• [Extracted records]
↓
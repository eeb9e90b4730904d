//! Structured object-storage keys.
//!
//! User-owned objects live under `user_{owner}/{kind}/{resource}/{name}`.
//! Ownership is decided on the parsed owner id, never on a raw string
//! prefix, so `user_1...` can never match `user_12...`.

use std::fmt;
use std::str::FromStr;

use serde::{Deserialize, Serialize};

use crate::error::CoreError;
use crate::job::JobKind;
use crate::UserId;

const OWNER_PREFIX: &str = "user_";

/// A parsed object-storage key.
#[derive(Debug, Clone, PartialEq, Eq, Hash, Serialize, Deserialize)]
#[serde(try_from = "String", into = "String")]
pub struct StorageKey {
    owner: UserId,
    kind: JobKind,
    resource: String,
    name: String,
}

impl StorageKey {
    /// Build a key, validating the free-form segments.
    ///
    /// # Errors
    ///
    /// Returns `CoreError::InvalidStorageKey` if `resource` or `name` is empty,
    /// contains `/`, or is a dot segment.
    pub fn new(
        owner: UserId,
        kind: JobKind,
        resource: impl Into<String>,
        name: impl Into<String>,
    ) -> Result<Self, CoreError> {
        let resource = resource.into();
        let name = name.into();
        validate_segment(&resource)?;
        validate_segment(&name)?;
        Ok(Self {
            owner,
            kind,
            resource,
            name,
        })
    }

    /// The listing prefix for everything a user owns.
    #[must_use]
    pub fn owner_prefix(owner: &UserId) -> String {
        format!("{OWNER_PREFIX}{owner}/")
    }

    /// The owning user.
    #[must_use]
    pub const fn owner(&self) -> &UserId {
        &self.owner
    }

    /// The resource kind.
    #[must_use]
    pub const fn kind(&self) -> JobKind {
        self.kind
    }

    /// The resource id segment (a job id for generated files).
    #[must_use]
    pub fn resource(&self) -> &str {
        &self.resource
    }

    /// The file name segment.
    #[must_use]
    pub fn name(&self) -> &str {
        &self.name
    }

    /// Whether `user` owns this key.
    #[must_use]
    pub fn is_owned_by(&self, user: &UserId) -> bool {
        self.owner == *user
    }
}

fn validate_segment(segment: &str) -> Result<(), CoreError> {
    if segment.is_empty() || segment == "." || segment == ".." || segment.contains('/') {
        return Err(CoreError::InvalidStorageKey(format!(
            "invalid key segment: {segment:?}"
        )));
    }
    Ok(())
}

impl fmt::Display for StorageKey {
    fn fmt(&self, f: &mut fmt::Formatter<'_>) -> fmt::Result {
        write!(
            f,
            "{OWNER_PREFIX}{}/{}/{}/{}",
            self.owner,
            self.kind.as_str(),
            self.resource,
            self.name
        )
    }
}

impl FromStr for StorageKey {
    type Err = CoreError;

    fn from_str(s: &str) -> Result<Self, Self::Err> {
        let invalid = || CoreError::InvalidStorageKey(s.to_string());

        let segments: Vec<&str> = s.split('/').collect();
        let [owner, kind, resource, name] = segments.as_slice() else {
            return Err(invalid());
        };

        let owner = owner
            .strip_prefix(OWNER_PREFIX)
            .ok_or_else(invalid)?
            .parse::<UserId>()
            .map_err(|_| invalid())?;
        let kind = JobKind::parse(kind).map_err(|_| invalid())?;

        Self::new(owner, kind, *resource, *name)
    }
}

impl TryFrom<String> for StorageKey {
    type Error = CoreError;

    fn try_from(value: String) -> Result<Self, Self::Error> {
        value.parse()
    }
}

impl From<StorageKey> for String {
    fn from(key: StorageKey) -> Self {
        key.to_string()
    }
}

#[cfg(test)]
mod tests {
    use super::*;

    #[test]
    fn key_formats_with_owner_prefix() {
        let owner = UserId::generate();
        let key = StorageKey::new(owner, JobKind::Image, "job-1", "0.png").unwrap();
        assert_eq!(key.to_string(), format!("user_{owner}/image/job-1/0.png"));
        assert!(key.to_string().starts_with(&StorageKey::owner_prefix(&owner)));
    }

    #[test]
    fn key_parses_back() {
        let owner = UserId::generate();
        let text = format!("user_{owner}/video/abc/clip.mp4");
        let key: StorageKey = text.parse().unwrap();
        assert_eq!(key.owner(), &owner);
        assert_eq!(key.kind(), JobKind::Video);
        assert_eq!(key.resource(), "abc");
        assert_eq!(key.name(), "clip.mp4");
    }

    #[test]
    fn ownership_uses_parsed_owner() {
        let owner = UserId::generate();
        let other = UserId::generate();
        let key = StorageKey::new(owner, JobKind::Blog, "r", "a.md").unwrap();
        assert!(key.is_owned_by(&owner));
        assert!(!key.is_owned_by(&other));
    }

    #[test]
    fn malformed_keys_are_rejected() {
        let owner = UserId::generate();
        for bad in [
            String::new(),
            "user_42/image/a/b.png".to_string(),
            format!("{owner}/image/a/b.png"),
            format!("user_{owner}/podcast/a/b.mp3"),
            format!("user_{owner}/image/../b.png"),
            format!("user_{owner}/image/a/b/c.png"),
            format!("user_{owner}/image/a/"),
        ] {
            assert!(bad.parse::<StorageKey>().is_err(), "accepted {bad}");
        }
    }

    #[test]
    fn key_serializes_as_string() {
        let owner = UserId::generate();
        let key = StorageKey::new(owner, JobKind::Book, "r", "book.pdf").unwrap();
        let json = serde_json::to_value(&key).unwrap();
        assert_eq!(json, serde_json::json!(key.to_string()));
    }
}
↑
• [Task requirements] Output the listing above in full. Every line must match.

• [Result]
repository eeb9e90b4730904d
//! Structured object-storage keys.
//!
//! User-owned objects live under `user_{owner}/{kind}/{resource}/{name}`.
//! Ownership is decided on the parsed owner id, never on a raw string
//! prefix, so `user_1...` can never match `user_12...`.

use std::fmt;
use std::str::FromStr;

use serde::{Deserialize, Serialize};

use crate::error::CoreError;
use crate::job::JobKind;
use crate::UserId;

const OWNER_PREFIX: &str = "user_";

/// A parsed object-storage key.
#[derive(Debug, Clone, PartialEq, Eq, Hash, Serialize, Deserialize)]
#[serde(try_from = "String", into = "String")]
pub struct StorageKey {
    owner: UserId,
    kind: JobKind,
    resource: String,
    name: String,
}

impl StorageKey {
    /// Build a key, validating the free-form segments.
    ///
    /// # Errors
    ///
    /// Returns `CoreError::InvalidStorageKey` if `resource` or `name` is empty,
    /// contains `/`, or is a dot segment.
    pub fn new(
        owner: UserId,
        kind: JobKind,
        resource: impl Into<String>,
        name: impl Into<String>,
    ) -> Result<Self, CoreError> {
        let resource = resource.into();
        let name = name.into();
        validate_segment(&resource)?;
        validate_segment(&name)?;
        Ok(Self {
            owner,
            kind,
            resource,
            name,
        })
    }

    /// The listing prefix for everything a user owns.
    #[must_use]
    pub fn owner_prefix(owner: &UserId) -> String {
        format!("{OWNER_PREFIX}{owner}/")
    }

    /// The owning user.
    #[must_use]
    pub const fn owner(&self) -> &UserId {
        &self.owner
    }

    /// The resource kind.
    #[must_use]
    pub const fn kind(&self) -> JobKind {
        self.kind
    }

    /// The resource id segment (a job id for generated files).
    #[must_use]
    pub fn resource(&self) -> &str {
        &self.resource
    }

    /// The file name segment.
    #[must_use]
    pub fn name(&self) -> &str {
        &self.name
    }

    /// Whether `user` owns this key.
    #[must_use]
    pub fn is_owned_by(&self, user: &UserId) -> bool {
        self.owner == *user
    }
}

fn validate_segment(segment: &str) -> Result<(), CoreError> {
    if segment.is_empty() || segment == "." || segment == ".." || segment.contains('/') {
        return Err(CoreError::InvalidStorageKey(format!(
            "invalid key segment: {segment:?}"
        )));
    }
    Ok(())
}

impl fmt::Display for StorageKey {
    fn fmt(&self, f: &mut fmt::Formatter<'_>) -> fmt::Result {
        write!(
            f,
            "{OWNER_PREFIX}{}/{}/{}/{}",
            self.owner,
            self.kind.as_str(),
            self.resource,
            self.name
        )
    }
}

impl FromStr for StorageKey {
    type Err = CoreError;

    fn from_str(s: &str) -> Result<Self, Self::Err> {
        let invalid = || CoreError::InvalidStorageKey(s.to_string());

        let segments: Vec<&str> = s.split('/').collect();
        let [owner, kind, resource, name] = segments.as_slice() else {
            return Err(invalid());
        };

        let owner = owner
            .strip_prefix(OWNER_PREFIX)
            .ok_or_else(invalid)?
            .parse::<UserId>()
            .map_err(|_| invalid())?;
        let kind = JobKind::parse(kind).map_err(|_| invalid())?;

        Self::new(owner, kind, *resource, *name)
    }
}

impl TryFrom<String> for StorageKey {
    type Error = CoreError;

    fn try_from(value: String) -> Result<Self, Self::Error> {
        value.parse()
    }
}

impl From<StorageKey> for String {
    fn from(key: StorageKey) -> Self {
        key.to_string()
    }
}

#[cfg(test)]
mod tests {
    use super::*;

    #[test]
    fn key_formats_with_owner_prefix() {
        let owner = UserId::generate();
        let key = StorageKey::new(owner, JobKind::Image, "job-1", "0.png").unwrap();
        assert_eq!(key.to_string(), format!("user_{owner}/image/job-1/0.png"));
        assert!(key.to_string().starts_with(&StorageKey::owner_prefix(&owner)));
    }

    #[test]
    fn key_parses_back() {
        let owner = UserId::generate();
        let text = format!("user_{owner}/video/abc/clip.mp4");
        let key: StorageKey = text.parse().unwrap();
        assert_eq!(key.owner(), &owner);
        assert_eq!(key.kind(), JobKind::Video);
        assert_eq!(key.resource(), "abc");
        assert_eq!(key.name(), "clip.mp4");
    }

    #[test]
    fn ownership_uses_parsed_owner() {
        let owner = UserId::generate();
        let other = UserId::generate();
        let key = StorageKey::new(owner, JobKind::Blog, "r", "a.md").unwrap();
        assert!(key.is_owned_by(&owner));
        assert!(!key.is_owned_by(&other));
    }

    #[test]
    fn malformed_keys_are_rejected() {
        let owner = UserId::generate();
        for bad in [
            String::new(),
            "user_42/image/a/b.png".to_string(),
            format!("{owner}/image/a/b.png"),
            format!("user_{owner}/podcast/a/b.mp3"),
            format!("user_{owner}/image/../b.png"),
            format!("user_{owner}/image/a/b/c.png"),
            format!("user_{owner}/image/a/"),
        ] {
            assert!(bad.parse::<StorageKey>().is_err(), "accepted {bad}");
        }
    }

    #[test]
    fn key_serializes_as_string() {
        let owner = UserId::generate();
        let key = StorageKey::new(owner, JobKind::Book, "r", "book.pdf").unwrap();
        let json = serde_json::to_value(&key).unwrap();
        assert_eq!(json, serde_json::json!(key.to_string()));
    }
}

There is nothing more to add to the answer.